Tuesday, April 17, 2007

Reflection on Yesterday's Events

I'm sure someone will lose their job for saying this on one of the countless Cable TV talk shows, and in no way do I mean to minimize the lives (and deaths) of the students and faculty at VTU, but I wonder if people may take from this some lesson: what America felt today is what people in Iraq and other war torn countries feel every day. Colleges get bombed in Baghdad and Sadr City, killing hundreds of people, and we hear reports of this sort on the news, "Two U.S. soldiers were killed today in a bombing that killed hundreds of Iraqis." Why is it that we do not grieve for these people as much as we will for the people in Virginia? The death toll of Iraqi civilians is somewhere in the 60,000's.

In the same way that we as a nation recognized (and soon after forgot) our great racial and social inequalities in the aftermath of Katrina, surely any public reflection of this sort on yesterday's will soon fade away with the crowning of the next "American Idle" or Bush Administration scandal. In October '05, we saw video of people dying in the streets of New Orleans, and it reminded us of two things. We saw that work that needed to be done to make sure we are all protected in the same ways; we are all equal but some remained far more equal than others. Yet we also recognized how lucky we were to live in America, where this sort of thing is a "disaster" and not a regular occurrence. It is with the same outlook that we should look at the shooting that occurred yesterday.
I just watched "The Weather Underground" in my American History class and perhaps that is serving as the function of my thoughts on these issues. Of course, it seems like the crazed gunman who killed the thirty-three innocent people in Blacksburg was simply acting violently in the response to a fight with his girlfriend (this is what I have read); so he was not "bringing the war home" as the Weathermen claimed to do in response to the atrocities committed in Vietnam. But can one be blamed for connecting the two?

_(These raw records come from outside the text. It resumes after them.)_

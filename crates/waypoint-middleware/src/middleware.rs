//! Core middleware trait and the continuation passed through the chain.
//!
//! A chain runs as an onion: the first entry wraps the second, which wraps
//! the third, down to the endpoint (model binding plus the route handler).
//! Each middleware gets a single-use [`Next`]. Calling it runs everything
//! further inward and yields the downstream result; not calling it
//! short-circuits the chain.
//!
//! # Example
//!
//! ```rust
//! use waypoint_core::{BoxFuture, HandlerResult, Request, RequestContext, Response};
//! use waypoint_middleware::{Middleware, Next};
//!
//! struct ServerHeader;
//!
//! impl Middleware for ServerHeader {
//!     fn name(&self) -> &'static str {
//!         "server-header"
//!     }
//!
//!     fn handle<'a>(
//!         &'a self,
//!         ctx: &'a mut RequestContext,
//!         request: Request,
//!         _args: &'a [String],
//!         next: Next<'a>,
//!     ) -> BoxFuture<'a, HandlerResult<Response>> {
//!         Box::pin(async move {
//!             let mut response = next.run(ctx, request).await?;
//!             response
//!                 .headers_mut()
//!                 .insert("server", http::HeaderValue::from_static("waypoint"));
//!             Ok(response)
//!         })
//!     }
//! }
//! ```

use std::sync::atomic::{AtomicUsize, Ordering};
use std::sync::Arc;

use waypoint_core::{BoxFuture, Handler, HandlerResult, Request, RequestContext, Response};

use crate::chain::ChainEntry;
use crate::terminate::Completion;

/// A before/after interceptor around the route handler.
///
/// # Invariants
///
/// - `next.run()` is called at most once; not calling it short-circuits
/// - Errors from `next.run()` propagate outward unless the middleware
///   matches on them
/// - `terminate` only runs for instances whose `handle` was entered and
///   which report [`terminable`](Self::terminable)
pub trait Middleware: Send + Sync + 'static {
    /// Name used in logs.
    fn name(&self) -> &'static str;

    /// Inbound step.
    ///
    /// `args` are the reference's parameters: `throttle:60,1` yields
    /// `["60", "1"]`.
    fn handle<'a>(
        &'a self,
        ctx: &'a mut RequestContext,
        request: Request,
        args: &'a [String],
        next: Next<'a>,
    ) -> BoxFuture<'a, HandlerResult<Response>>;

    /// Whether [`terminate`](Self::terminate) should run after the response.
    fn terminable(&self) -> bool {
        false
    }

    /// Post-response hook. Sees a snapshot of the response head only.
    fn terminate<'a>(
        &'a self,
        _ctx: &'a RequestContext,
        _completion: &'a Completion,
    ) -> BoxFuture<'a, anyhow::Result<()>> {
        Box::pin(async { Ok(()) })
    }
}

/// The innermost step of a chain.
///
/// The kernel builds one per request around model binding and the route
/// handler; tests build them from closures.
pub struct Endpoint {
    inner: Box<
        dyn for<'c> FnOnce(&'c mut RequestContext, Request) -> BoxFuture<'c, HandlerResult<Response>>
            + Send,
    >,
}

impl Endpoint {
    /// Wraps a closure.
    pub fn new<F>(func: F) -> Self
    where
        F: for<'c> FnOnce(&'c mut RequestContext, Request) -> BoxFuture<'c, HandlerResult<Response>>
            + Send
            + 'static,
    {
        Self {
            inner: Box::new(func),
        }
    }

    /// Calls `handler` directly.
    pub fn handler(handler: Arc<dyn Handler>) -> Self {
        Self::new(move |ctx, request| {
            Box::pin(async move { handler.call(&*ctx, request).await })
        })
    }
}

impl std::fmt::Debug for Endpoint {
    fn fmt(&self, f: &mut std::fmt::Formatter<'_>) -> std::fmt::Result {
        f.debug_struct("Endpoint").finish_non_exhaustive()
    }
}

/// Continuation to the rest of the chain.
///
/// Consumed by [`run`](Self::run), so it can be invoked only once.
pub struct Next<'a> {
    entries: &'a [ChainEntry],
    endpoint: Endpoint,
    entered: &'a AtomicUsize,
}

impl<'a> Next<'a> {
    pub(crate) fn new(entries: &'a [ChainEntry], endpoint: Endpoint, entered: &'a AtomicUsize) -> Self {
        Self {
            entries,
            endpoint,
            entered,
        }
    }

    /// Number of middleware still ahead of the endpoint.
    #[must_use]
    pub fn remaining(&self) -> usize {
        self.entries.len()
    }

    /// Runs the next middleware, or the endpoint when none are left.
    pub async fn run(self, ctx: &mut RequestContext, request: Request) -> HandlerResult<Response> {
        match self.entries.split_first() {
            Some((entry, rest)) => {
                self.entered.fetch_add(1, Ordering::SeqCst);
                tracing::trace!(middleware = %entry.name(), "entering middleware");
                let next = Next::new(rest, self.endpoint, self.entered);
                entry
                    .middleware()
                    .handle(ctx, request, entry.args(), next)
                    .await
            }
            None => (self.endpoint.inner)(ctx, request).await,
        }
    }
}

/// A middleware built from a closure.
///
/// See [`from_fn`].
pub struct FnMiddleware<F> {
    name: &'static str,
    func: F,
}

/// Wraps a closure as a [`Middleware`].
///
/// ```rust
/// use waypoint_middleware::from_fn;
///
/// let timing = from_fn("timing", |ctx, request, _args, next| {
///     Box::pin(async move {
///         let started = std::time::Instant::now();
///         let result = next.run(ctx, request).await;
///         tracing::debug!(elapsed = ?started.elapsed(), "request finished");
///         result
///     })
/// });
/// # let _ = timing;
/// ```
pub fn from_fn<F>(name: &'static str, func: F) -> FnMiddleware<F>
where
    F: for<'a> Fn(
            &'a mut RequestContext,
            Request,
            &'a [String],
            Next<'a>,
        ) -> BoxFuture<'a, HandlerResult<Response>>
        + Send
        + Sync
        + 'static,
{
    FnMiddleware { name, func }
}

impl<F> Middleware for FnMiddleware<F>
where
    F: for<'a> Fn(
            &'a mut RequestContext,
            Request,
            &'a [String],
            Next<'a>,
        ) -> BoxFuture<'a, HandlerResult<Response>>
        + Send
        + Sync
        + 'static,
{
    fn name(&self) -> &'static str {
        self.name
    }

    fn handle<'a>(
        &'a self,
        ctx: &'a mut RequestContext,
        request: Request,
        args: &'a [String],
        next: Next<'a>,
    ) -> BoxFuture<'a, HandlerResult<Response>> {
        (self.func)(ctx, request, args, next)
    }
}

#[cfg(test)]
mod tests {
    use super::*;
    use http::{Method, StatusCode};
    use waypoint_core::{empty_request, handler_fn, HandlerError, IntoResponse};

    fn ok_endpoint() -> Endpoint {
        Endpoint::new(|_ctx, _req| Box::pin(async { Ok("handled".into_response()) }))
    }

    #[tokio::test]
    async fn test_next_without_entries_runs_endpoint() {
        let entered = AtomicUsize::new(0);
        let next = Next::new(&[], ok_endpoint(), &entered);
        assert_eq!(next.remaining(), 0);

        let mut ctx = RequestContext::new();
        let response = next
            .run(&mut ctx, empty_request(Method::GET, "/"))
            .await
            .unwrap();

        assert_eq!(response.status(), StatusCode::OK);
        assert_eq!(entered.load(Ordering::SeqCst), 0);
    }

    #[tokio::test]
    async fn test_endpoint_handler() {
        let handler: Arc<dyn Handler> = Arc::new(handler_fn(|ctx, _req| {
            Box::pin(async move { Err(HandlerError::not_found(format!("{:?}", ctx.param("id")))) })
        }));
        let entered = AtomicUsize::new(0);
        let next = Next::new(&[], Endpoint::handler(handler), &entered);

        let mut ctx = RequestContext::new();
        let err = next
            .run(&mut ctx, empty_request(Method::GET, "/"))
            .await
            .unwrap_err();
        assert_eq!(err.status_code(), StatusCode::NOT_FOUND);
    }

    #[test]
    fn test_fn_middleware_defaults() {
        let mw = from_fn("noop", |ctx, request, _args, next| {
            Box::pin(async move { next.run(ctx, request).await })
        });
        assert_eq!(mw.name(), "noop");
        assert!(!mw.terminable());
    }
}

After some personal reflection, I have written this post, and also made myself a commitment. The next time I read an article about a civilian death in Iraq (whether it be at a college or in a market place), I will force myself to think about the fear, terror and anguish that I (and millions of Americans) felt today, and will feel in the following days and weeks. The lightness of murder should not be felt simply because it is being committed (by either side, mind you) across the ocean. We must all take responsibility for the deaths of civilians and troops in Iraq. History teaches us to learn from events so that we can better ourselves for the future (at least that is what I have been told). If yesterday did not serve as a wake-up call, then I do not know what will.

The death toll of Iraqi civilians since our invasion in 2003 could be as high as 650,000 (as of October 2006). Is it going to take 20,000 Virginia Techs for us as a country to see the horror of our actions overseas?

The flag on the Trinity College Quad is at half-staff today (and well it should be), but where are those flags for the 600,000 Iraqis?


obamarama said...

I listed the death toll at first 60,000 for Iraqi civillians, and later I say 600,000. The latter number is the correct one. It was a typo.

Koko the Clown said...

Thanks for this, Obamarama. The death toll for civilians in Iraq is not easy to quantify directly, though there are some indications it may be as high as 650,000 - though most of these folks were not murdered directly, but killed by bombs or by the lack of electricity or water. In any case, the estimate put forth by the Iraqi government that tens of thousands of Iraqis killed in violent deaths is probably low.

See this op-ed by the epidemiologist Les Roberts, who has studied Iraqi deaths:

Koko the Clown said...

the end of that web address is

obamarama said...

In case anyone missed this: over 170 died today in Baghdad ( over 200 nationwide).